As for what they do believe, the Talmud – which contains the guiding principles of post-Christian rabbinic Judaism (so called) – claims that Jesus is now boiling in excrement in Hell.
Our Lord plainly said, “He that despises me despises him that sent me.” (Luke 10:16)
So, who are you going to believe, Our Lord or the Council?
- Jews should not be presented as rejected or accursed by God, as if this followed from the Holy Scriptures. (ibid.)
Inconvenient fact: This is precisely what Sacred Scripture says of the Jews.
“For all who rely on works of the law are under a curse.” (Gal. 3:10)
And yet, the Council insists that the Jews of our time are one with us in the Cross of Christ, the instrument of salvation for all mankind? If this doesn’t amount to endorsing indifferentism, nothing does.
With respect to the heretics, the Council very boldly insists:
- For the Spirit of Christ has not refrained from using them [the heretical and schismatic communities “as such”] as means of salvation which derive their efficacy from the very fullness of grace and truth entrusted to the Church. (cf UR 3)
Don’t be pacified by the second half of this grossly erroneous statement. It matters not from where the alleged “efficacy” is derived – indeed all salvific efficacy ultimately comes from Christ – the heresy lies in the assertion that these communities, which are separated from the one true Church, are themselves efficaciously used by God as means of salvation, as communities.
Still confused as to whether or not a conciliar basis exists for Bergoglio’s contention that “all religions are a path to arrive at God”?
One way to attain clarity is to consider how his recent predecessors, John Paul II and Benedict XVI – each of whom were fully committed to implementing Vatican II – understood the conciliar teaching.
In a meeting with the bishops of Malawi in May 1989, John Paul II quoted himself:
As I said to the young Muslims whom I met in Morocco in 1985: “Christians and Muslims, in general… have badly understood each other, and sometimes, in the past, have opposed and even exhausted each other in polemics and in wars.
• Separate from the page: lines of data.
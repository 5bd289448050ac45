//! Error types for the edgequake-pdf2mindmap library.
//!
//! Three types for three outcomes:
//!
//! * [`MindmapError`] is **fatal** for the current request. The pipeline stops
//!   at the stage that produced it (unparseable PDF, no extractable text,
//!   provider failure, missing API key). Returned as `Err(MindmapError)` from
//!   every top-level entry point.
//!
//! * [`PageError`] is **non-fatal**. A single page could not be read but the
//!   remaining pages still contribute text. Logged and counted, never
//!   propagated.
//!
//! * [`Warning`] is **informational**. The request continues but the user
//!   should know something was lost (e.g. the text was truncated before it
//!   reached the model). Stored in [`crate::output::MindmapOutput::warnings`].

use serde::Serialize;
use std::path::PathBuf;
use thiserror::Error;

/// All fatal errors returned by the edgequake-pdf2mindmap library.
#[derive(Debug, Error)]
pub enum MindmapError {
    // ── Configuration errors ──────────────────────────────────────────────
    /// No credential for the completion service; no request can proceed.
    #[error("API key for provider '{provider}' is missing.\n{hint}")]
    ConfigurationMissing { provider: String, hint: String },

    /// Builder validation failed.
    #[error("Invalid configuration: {0}")]
    InvalidConfig(String),

    // ── Input errors ──────────────────────────────────────────────────────
    /// The upload was not declared as a PDF.
    #[error("Unsupported upload '{filename}': only PDF files are accepted")]
    UnsupportedUpload { filename: String },

    /// Input file was not found at the given path.
    #[error("PDF file not found: '{path}'\nCheck the path exists and is readable.")]
    FileNotFound { path: PathBuf },

    /// Process does not have read permission on the file.
    #[error("Permission denied reading '{path}'\nTry: chmod +r {path:?}")]
    PermissionDenied { path: PathBuf },

    /// The input string is neither a file path nor a URL.
    #[error("Invalid input '{input}': not a file path or a valid HTTP/HTTPS URL")]
    InvalidInput { input: String },

    /// HTTP URL was syntactically valid but download failed.
    #[error("Failed to download '{url}': {reason}\nCheck your internet connection.")]
    DownloadFailed { url: String, reason: String },

    /// Download exceeded the configured timeout.
    #[error("Download timed out after {secs}s for '{url}'\nIncrease --download-timeout.")]
    DownloadTimeout { url: String, secs: u64 },

    // ── Extraction errors ─────────────────────────────────────────────────
    /// The bytes could not be parsed as a PDF at all.
    #[error("Error reading PDF '{name}': {detail}")]
    MalformedDocument { name: String, detail: String },

    /// The PDF parsed, but no page yielded any text.
    #[error(
        "No text could be extracted from the PDF. \
Please ensure it's not scanned or image-based."
    )]
    ExtractionEmpty { total_pages: usize },

    /// Could not bind to a pdfium library.
    #[error(
        "Failed to bind to pdfium library: {0}\n\n\
Install pdfium for your platform, or set PDFIUM_LIB_PATH to the directory\n\
(or file) containing libpdfium.\n"
    )]
    PdfiumBindingFailed(String),

    // ── Generation errors ─────────────────────────────────────────────────
    /// The call to the completion service failed (network, auth, quota, …).
    #[error("Error generating mindmap via '{provider}': {detail}")]
    ServiceError { provider: String, detail: String },

    /// The service answered, but with no usable text.
    #[error("Received empty response from '{provider}'")]
    EmptyGeneration { provider: String },

    // ── I/O errors ────────────────────────────────────────────────────────
    /// Could not create or write an output file.
    #[error("Failed to write output file '{path}': {source}")]
    OutputWriteFailed {
        path: PathBuf,
        #[source]
        source: std::io::Error,
    },

    // ── Catch-all ─────────────────────────────────────────────────────────
    /// Unexpected internal error.
    #[error("Internal error: {0}")]
    Internal(String),
}

/// How an error should be presented to the end user.
#[derive(Debug, Clone, Copy, PartialEq, Eq, Serialize)]
#[serde(rename_all = "lowercase")]
pub enum Severity {
    Warning,
    Error,
}

impl MindmapError {
    /// `ExtractionEmpty` is the user's document, not a malfunction, so it is
    /// shown as a warning. Everything else is an error.
    pub fn severity(&self) -> Severity {
        match self {
            MindmapError::ExtractionEmpty { .. } => Severity::Warning,
            _ => Severity::Error,
        }
    }

    /// Short machine-readable kind, used in JSON responses.
    pub fn kind(&self) -> &'static str {
        match self {
            MindmapError::ConfigurationMissing { .. } => "configuration_missing",
            MindmapError::InvalidConfig(_) => "invalid_config",
            MindmapError::UnsupportedUpload { .. } => "unsupported_upload",
            MindmapError::FileNotFound { .. } => "file_not_found",
            MindmapError::PermissionDenied { .. } => "permission_denied",
            MindmapError::InvalidInput { .. } => "invalid_input",
            MindmapError::DownloadFailed { .. } => "download_failed",
            MindmapError::DownloadTimeout { .. } => "download_timeout",
            MindmapError::MalformedDocument { .. } => "malformed_document",
            MindmapError::ExtractionEmpty { .. } => "extraction_empty",
            MindmapError::PdfiumBindingFailed(_) => "pdfium_binding_failed",
            MindmapError::ServiceError { .. } => "service_error",
            MindmapError::EmptyGeneration { .. } => "empty_generation",
            MindmapError::OutputWriteFailed { .. } => "output_write_failed",
            MindmapError::Internal(_) => "internal",
        }
    }
}

/// A non-fatal error for a single page.
///
/// The page is skipped; the other pages still contribute their text.
#[derive(Debug, Clone, Error, Serialize)]
pub enum PageError {
    /// pdfium could not load the page object.
    #[error("Page {page}: could not be loaded: {detail}")]
    LoadFailed { page: usize, detail: String },

    /// The page loaded but its text layer could not be read.
    #[error("Page {page}: text extraction failed: {detail}")]
    TextFailed { page: usize, detail: String },
}

/// A non-fatal condition surfaced to the user while processing continues.
#[derive(Debug, Clone, PartialEq, Eq, Error, Serialize)]
#[serde(tag = "kind", rename_all = "snake_case")]
pub enum Warning {
    /// Text exceeded the input cap and was cut before being sent to the model.
    #[error("Text was truncated to {max_chars} characters due to length limitations.")]
    LengthTruncated {
        original_chars: usize,
        max_chars: usize,
    },
}
//! # edgequake-pdf2mindmap
//!
//! Turn a PDF into an interactive mindmap.
//!
//! The text layer of the PDF is extracted with pdfium, summarised by an LLM
//! into a heading outline (`#` main topics, `##` subtopics, `###` details,
//! `- ` key points), and embedded in a self-contained HTML page that draws it
//! with [Markmap](https://markmap.js.org). The outline itself is offered as
//! `mindmap.md`.
//!
//! ## Pipeline Overview
//!
//! ```text
//! PDF
//!  │
//!  ├─ 1. Input     upload, local file or URL
//!  ├─ 2. Extract   page text via pdfium (spawn_blocking), joined in order
//!  ├─ 3. Generate  truncate to 30 000 chars, one completion call (Gemini by default)
//!  ├─ 4. Render    escape into a Markmap HTML page
//!  └─ 5. Output    outline + view + warnings + stats
//! ```
//!
//! ## Quick Start
//!
//! ```rust,no_run
//! use edgequake_pdf2mindmap::{generate_mindmap, MindmapConfig};
//!
//! #[tokio::main]
//! async fn main() -> Result<(), Box<dyn std::error::Error>> {
//!     let config = MindmapConfig::builder()
//!         .api_key(std::env::var("GEMINI_API_KEY")?)
//!         .build()?;
//!     let output = generate_mindmap("document.pdf", &config).await?;
//!     println!("{}", output.outline);
//!     std::fs::write("mindmap.html", &output.view.html)?;
//!     Ok(())
//! }
//! ```
//!
//! ## Feature Flags
//!
//! | Feature  | Default | Description |
//! |----------|---------|-------------|
//! | `server` | on      | axum web UI ([`server`]) |
//! | `cli`    | on      | the `pdf2mindmap` binary (clap + anyhow + tracing-subscriber + indicatif) |
//!
//! Disable both when using only the library:
//! ```toml
//! edgequake-pdf2mindmap = { version = "0.1", default-features = false }
//! ```

// ── Modules ──────────────────────────────────────────────────────────────

pub mod config;
pub mod convert;
pub mod error;
pub mod output;
pub mod pipeline;
pub mod progress;
pub mod prompts;
#[cfg(feature = "server")]
pub mod server;

// ── Re-exports ───────────────────────────────────────────────────────────

pub use config::{MindmapConfig, MindmapConfigBuilder, ViewOptions};
pub use convert::{
    generate_mindmap, generate_mindmap_from_bytes, generate_mindmap_sync, write_mindmap,
    write_outputs, MindmapPipeline, WrittenFiles,
};
pub use error::{MindmapError, PageError, Severity, Warning};
pub use output::{
    DownloadArtifact, ExtractedText, MindmapOutput, MindmapStats, OutlineDocument, OutlineStats,
    RenderableView,
};
pub use pipeline::extract::{PageText, PdfiumExtractor, TextExtractor};
pub use pipeline::input::SourceDocument;
pub use pipeline::llm::{Completion, CompletionService};
pub use progress::{NoopProgressCallback, PipelineProgressCallback, PipelineStage, ProgressCallback};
I believe that today, God invites us to change our old practices. We must respect each other, and also we must stimulate each other in good works on the path to God.”
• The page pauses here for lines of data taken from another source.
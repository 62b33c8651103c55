// handlers/public/jobs.rs - read-only job browsing

use axum::extract::{Path, State};

use crate::app::AppState;
use crate::database::models::Job;
use crate::middleware::{ApiResponse, ApiResult};

/// GET /api/jobs - All job postings
pub async fn list(State(state): State<AppState>) -> ApiResult<Vec<Job>> {
    let jobs = state.jobs.list().await?;
    Ok(ApiResponse::success("Jobs fetched successfully", jobs))
}

/// GET /api/jobs/recent - The newest postings by creation time
pub async fn recent(State(state): State<AppState>) -> ApiResult<Vec<Job>> {
    let jobs = state.jobs.recent().await?;
    Ok(ApiResponse::success("Recent jobs fetched successfully", jobs))
}

/// GET /api/jobs/:id - A single posting
pub async fn show(State(state): State<AppState>, Path(id): Path<String>) -> ApiResult<Job> {
    let job = state.jobs.get(&id).await?;
    Ok(ApiResponse::success("Job fetched successfully", job))
}
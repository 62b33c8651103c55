// handlers/mod.rs - handlers grouped by security tier
//
// Public (no auth) -> Protected (bearer token). Owner-only job mutations live
// under `protected` and are additionally wrapped by the ownership stage in
// `app::router`.
pub mod protected; // Tier 2: bearer token required (/api/*)
pub mod public; // Tier 1: no authentication (/auth/*, job browsing)
//! Credential verification, identity resolution and ownership checks.
//!
//! The HTTP pipeline stages that drive these live in `crate::middleware`.

pub mod ownership;
pub mod password;
pub mod resolver;
pub mod token;

use thiserror::Error;

use crate::database::DatabaseError;

pub use ownership::{OwnedResource, OwnershipGate};
pub use password::{Argon2Hasher, CredentialHasher, HashError};
pub use resolver::IdentityResolver;
pub use token::{SessionClaims, SessionTokens};

/// Every way authentication or authorization can reject a request
#[derive(Debug, Error)]
pub enum AuthError {
    #[error("authorization header is required")]
    MissingCredentials,

    #[error("authorization header must start with 'Bearer'")]
    MalformedCredentials,

    #[error("Invalid authorization token")]
    MalformedToken,

    #[error("token has expired")]
    ExpiredToken,

    #[error("invalid token claims: {0}")]
    InvalidClaims(String),

    #[error("user not found")]
    IdentityNotFound,

    #[error("session is no longer active")]
    SessionMismatch,

    #[error("Invalid {0} ID")]
    InvalidIdentifier(&'static str),

    #[error("{0} not found")]
    ResourceNotFound(&'static str),

    #[error("You are not authorized to perform this action on this {0}")]
    Forbidden(&'static str),

    #[error("could not sign session token: {0}")]
    Signing(String),

    #[error(transparent)]
    Storage(#[from] DatabaseError),
}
Get that? John Paul II plainly insisted that Muslims and Christians are both “on the path to God.”
This is precisely the same religious indifferentism for which Francis is presently under fire.
Benedict XVI, for his part, during his audience of October 26, 2011, spoke about the upcoming interfaith “Day of Reflection, Dialogue and Prayer for Peace and Justice in the World,” which was meeting scheduled for the following day.
Commonly referred to as Assisi III, the event featured Muslims, Jews, Buddhists, Sikhs, Bahais, Hindus, Jains, Zoroastrians, assorted African pagan religions, and even atheists! Benedict said of the gathering:
I chose to give this Day the name of “Pilgrims of truth, pilgrims of peace”, to stress the commitment that we desire to solemnly renew, together with the members of different religions, and also with men and women, non-believers who sincerely search for the truth, in promoting the authentic good of humanity and in building peace. As I have already mentioned, “Whoever is on the path to God cannot but transmit peace, whoever builds peace cannot but come closer to God”.
Are you paying attention? Members of different religions … whoever is on the path to God.
In this, Benedict was also quoting himself, in this case, comments made on January 1 of that same year:
It [the 2011 interfaith day of prayer at Assisi] will aim to commemorate the historical action desired by my Predecessor and to solemnly renew the commitment of believers of every religion to live their own religious faith as a service to the cause of peace. Those journeying to God cannot but transmit peace, those who are building peace cannot but draw close to God.
Believers of every religion … journeying to God.
As I stated in the previous post, Francis isn’t unique. He’s just the latest in a decades-long line of heretics-in-white merely posing as Vicars of Christ, each one committed to the belief that the various religions of the world are a path to arrive at God.